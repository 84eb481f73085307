//! Logging System
//!
//! Structured logging via `tracing`. Level, format and destination come from the `[logging]`
//! configuration section, overridden by `CONTENTROUTE_LOG*` environment variables.

use crate::error::RouteError;
use serde::{Deserialize, Serialize};
use std::collections::BTreeMap;
use std::path::PathBuf;
use tracing_subscriber::fmt::time::ChronoUtc;
use tracing_subscriber::fmt::writer::BoxMakeWriter;
use tracing_subscriber::{fmt, layer::SubscriberExt, util::SubscriberInitExt, EnvFilter, Registry};

const LOG_ENV: &str = "CONTENTROUTE_LOG";
const LOG_FORMAT_ENV: &str = "CONTENTROUTE_LOG_FORMAT";
const LOG_OUTPUT_ENV: &str = "CONTENTROUTE_LOG_OUTPUT";
const LOG_MODULES_ENV: &str = "CONTENTROUTE_LOG_MODULES";

/// Logging configuration
#[derive(Debug, Clone, PartialEq, Serialize, Deserialize)]
pub struct LoggingConfig {
    /// Log level: trace, debug, info, warn, error, off
    #[serde(default = "default_log_level")]
    pub level: String,

    /// Output format: json, text (default: text)
    #[serde(default = "default_format")]
    pub format: String,

    /// Output destination: stdout, stderr, file
    #[serde(default = "default_output")]
    pub output: String,

    /// Log file path (if output is "file")
    #[serde(default = "default_log_file")]
    pub file: PathBuf,

    /// Enable colored output (text format only, stdout/stderr only)
    #[serde(default = "default_true")]
    pub color: bool,

    /// Module-specific log levels
    #[serde(default)]
    pub modules: BTreeMap<String, String>,
}

fn default_log_level() -> String {
    "info".to_string()
}

fn default_format() -> String {
    "text".to_string()
}

// Command output goes to stdout; logs stay out of its way.
fn default_output() -> String {
    "stderr".to_string()
}

fn default_log_file() -> PathBuf {
    PathBuf::from(".contentroute/contentroute.log")
}

fn default_true() -> bool {
    true
}

impl Default for LoggingConfig {
    fn default() -> Self {
        Self {
            level: default_log_level(),
            format: default_format(),
            output: default_output(),
            file: default_log_file(),
            color: default_true(),
            modules: BTreeMap::new(),
        }
    }
}

impl LoggingConfig {
    /// Check format and output values without touching the environment
    pub fn validate(&self) -> Result<(), String> {
        parse_format(&self.format)?;
        parse_output(&self.output)?;
        Ok(())
    }
}

#[derive(Debug, Clone, Copy, PartialEq, Eq)]
enum LogFormat {
    Json,
    Text,
}

#[derive(Debug, Clone, Copy, PartialEq, Eq)]
enum LogOutput {
    Stdout,
    Stderr,
    File,
}

/// Initialize the global subscriber
///
/// Priority order (highest to lowest):
/// 1. Environment variables (CONTENTROUTE_LOG, CONTENTROUTE_LOG_FORMAT, etc.)
/// 2. Configuration file
/// 3. Defaults
pub fn init_logging(config: Option<&LoggingConfig>) -> Result<(), RouteError> {
    let filter = build_env_filter(config)?;
    let format = determine_format(config)?;
    let output = determine_output(config)?;
    let use_color = config.map(|c| c.color).unwrap_or(true) && output != LogOutput::File;

    let writer = match output {
        LogOutput::Stdout => BoxMakeWriter::new(std::io::stdout),
        LogOutput::Stderr => BoxMakeWriter::new(std::io::stderr),
        LogOutput::File => BoxMakeWriter::new(open_log_file(config)?),
    };

    let base_subscriber = Registry::default().with(filter);
    let result = match format {
        LogFormat::Json => base_subscriber
            .with(
                fmt::layer()
                    .json()
                    .with_target(true)
                    .with_timer(ChronoUtc::rfc_3339())
                    .with_writer(writer),
            )
            .try_init(),
        LogFormat::Text => base_subscriber
            .with(
                fmt::layer()
                    .with_target(true)
                    .with_timer(ChronoUtc::rfc_3339())
                    .with_ansi(use_color)
                    .with_writer(writer),
            )
            .try_init(),
    };
    result.map_err(|e| RouteError::Logging(format!("Failed to install subscriber: {}", e)))
}

fn open_log_file(config: Option<&LoggingConfig>) -> Result<std::fs::File, RouteError> {
    let log_file = config
        .map(|c| c.file.clone())
        .unwrap_or_else(default_log_file);

    if let Some(parent) = log_file.parent() {
        std::fs::create_dir_all(parent)
            .map_err(|e| RouteError::Logging(format!("Failed to create log directory: {}", e)))?;
    }
    std::fs::OpenOptions::new()
        .create(true)
        .append(true)
        .open(&log_file)
        .map_err(|e| RouteError::Logging(format!("Failed to open log file {:?}: {}", log_file, e)))
}

/// Build environment filter from config or environment variables
fn build_env_filter(config: Option<&LoggingConfig>) -> Result<EnvFilter, RouteError> {
    if let Ok(filter) = EnvFilter::try_from_env(LOG_ENV) {
        return Ok(filter);
    }

    let level = config.map(|c| c.level.as_str()).unwrap_or("info");
    if level == "off" {
        return Ok(EnvFilter::new("off"));
    }

    let mut directives: Vec<String> = config
        .map(|c| {
            c.modules
                .iter()
                .map(|(module, module_level)| format!("{}={}", module, module_level))
                .collect()
        })
        .unwrap_or_default();
    if let Ok(modules) = std::env::var(LOG_MODULES_ENV) {
        directives.extend(parse_module_directives(&modules));
    }

    let mut filter = EnvFilter::new(level);
    for directive in directives {
        filter = filter.add_directive(
            directive
                .parse()
                .map_err(|e| RouteError::Logging(format!("Invalid log directive: {}", e)))?,
        );
    }
    Ok(filter)
}

/// `module=level` pairs from a comma-separated list; malformed entries are skipped
fn parse_module_directives(spec: &str) -> Vec<String> {
    spec.split(',')
        .filter_map(|entry| {
            let (module, level) = entry.split_once('=')?;
            let (module, level) = (module.trim(), level.trim());
            (!module.is_empty() && !level.is_empty()).then(|| format!("{}={}", module, level))
        })
        .collect()
}

fn parse_format(format: &str) -> Result<LogFormat, String> {
    match format {
        "json" => Ok(LogFormat::Json),
        "text" => Ok(LogFormat::Text),
        other => Err(format!(
            "Invalid log format: {} (must be 'json' or 'text')",
            other
        )),
    }
}

fn parse_output(output: &str) -> Result<LogOutput, String> {
    match output {
        "stdout" => Ok(LogOutput::Stdout),
        "stderr" => Ok(LogOutput::Stderr),
        "file" => Ok(LogOutput::File),
        other => Err(format!(
            "Invalid log output: {} (must be 'stdout', 'stderr' or 'file')",
            other
        )),
    }
}

fn determine_format(config: Option<&LoggingConfig>) -> Result<LogFormat, RouteError> {
    if let Ok(format) = std::env::var(LOG_FORMAT_ENV) {
        if let Ok(format) = parse_format(&format) {
            return Ok(format);
        }
    }
    parse_format(config.map(|c| c.format.as_str()).unwrap_or("text")).map_err(RouteError::Logging)
}

fn determine_output(config: Option<&LoggingConfig>) -> Result<LogOutput, RouteError> {
    let output = std::env::var(LOG_OUTPUT_ENV)
        .ok()
        .unwrap_or_else(|| config.map(|c| c.output.clone()).unwrap_or_else(default_output));
    parse_output(&output).map_err(RouteError::Logging)
}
::::::
Exercise brief: Search term "impl": count the lines of the listing in which it appears, and give the number with nothing further.

Answer to the problem: 2